The application of force is a big risk management issue. Employees usually can’t sue the boss if they get hurt on the job. However, they can win big judgments for bullying — discrimination, failing to pay earned wages, egregious violations of employee rights.

For the past four months, I have been intrigued by the topic of coercive power. Two people were the focus of my attention: Donald Trump and Paul Bailo.

I hardly need to report many details on Mr. Trump. It has become an evening news ritual to see which person was the target of his bullying.

That’s politics, not the workplace. Coercive power is not the concern of risk managers. Tell that to Paul Bailo.

The application of force is a big risk management issue. Employees usually can’t sue the boss if they get hurt on the job. However, they can win big judgments for bullying — discrimination, failing to pay earned wages, egregious violations of employee rights.

The newly minted Dr. Bailo defended his dissertation and received a Ph.D by writing about bullying in the workplace today. He surveyed 400 MBA candidates grouped into Generation X and Y by birthday, male and female by gender.

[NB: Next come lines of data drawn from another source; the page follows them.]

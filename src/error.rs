use thiserror::Error;

#[derive(Error, Debug)]
pub enum KartError {
    #[error("invalid tuning `{field}`: {reason}")]
    InvalidTuning { field: &'static str, reason: String },

    #[error("tick delta must be positive and finite, got {0}")]
    InvalidTimestep(f32),

    #[error("non-finite {quantity} on kart body: {value:?}")]
    NonFinite { quantity: &'static str, value: [f32; 4] },

    #[error("no kart registered for id {0}")]
    UnknownKart(String),

    #[error("configuration error: {0}")]
    Config(#[from] config::ConfigError),

    #[error("IO error: {0}")]
    Io(#[from] std::io::Error),
}

impl KartError {
    pub(crate) fn tuning(field: &'static str, reason: impl Into<String>) -> Self {
        KartError::InvalidTuning {
            field,
            reason: reason.into(),
        }
    }

    /// Faults that corrupt the simulated body rather than the setup.
    pub fn is_state_fault(&self) -> bool {
        matches!(self, KartError::NonFinite { .. })
    }
}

All of them said they do not use coercive power with their subordinates and colleagues. Thank goodness. Such behavior is not pretty and it’s risky.

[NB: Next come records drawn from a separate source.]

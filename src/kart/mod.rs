//! Engine-agnostic kart core: tuning, steering, drift, boost, controller,
//! ground probe contract and item bridge. Nothing in here knows about rapier.

pub mod boost;
pub mod controller;
pub mod drift;
pub mod events;
pub mod powerup;
pub mod probe;
pub mod sim;
pub mod steering;
pub mod tuning;
pub mod types;

pub use controller::{KartController, StepOutput};
pub use events::KartEvent;
pub use powerup::{ActivationOutcome, BoostTarget, HazardSpawner, ItemGiver, ItemPool, ItemSlot, Powerup, PowerupBridge};
pub use probe::{FlatGround, GroundProbe, GroundQuery};
pub use tuning::{KartTuning, ARCADE, CLASSIC};
pub use types::*;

Another finding was disturbing. All four groups said their bosses use it as a tool to drive subordinates to achieve goals.

Further, senior managers tolerate or encourage negative reinforcement. Senior executives seek the glory of making Fortune’s “100 Best Companies to Work For“ list. Do they know what’s going on in their own organizations?

Bailo’s research is not a big surprise to risk managers. They know we need to protect employees from retaliation when they refuse to break laws or report illegal behavior. They keep records of grievances, injuries resulting from unsafe conditions, and discrimination and harassment lawsuits. They strive to reduce bullying incidents.

I do think it’s a wake-up call for senior executives. MBA candidates, male and female, older and younger, uniformly agreed that coercive behavior is alive and well with their bosses and their bosses’ bosses. That’s big news in 2016.

Are we still in 2002 when a jury awarded almost $12 million to an employee who was retaliated against for taking time off under the Family Medical Leave Act to care for his aging parents?

I wonder if senior executives remember Ani Chopourian and all the bullying complaints she filed when she worked as a physician’s assistant.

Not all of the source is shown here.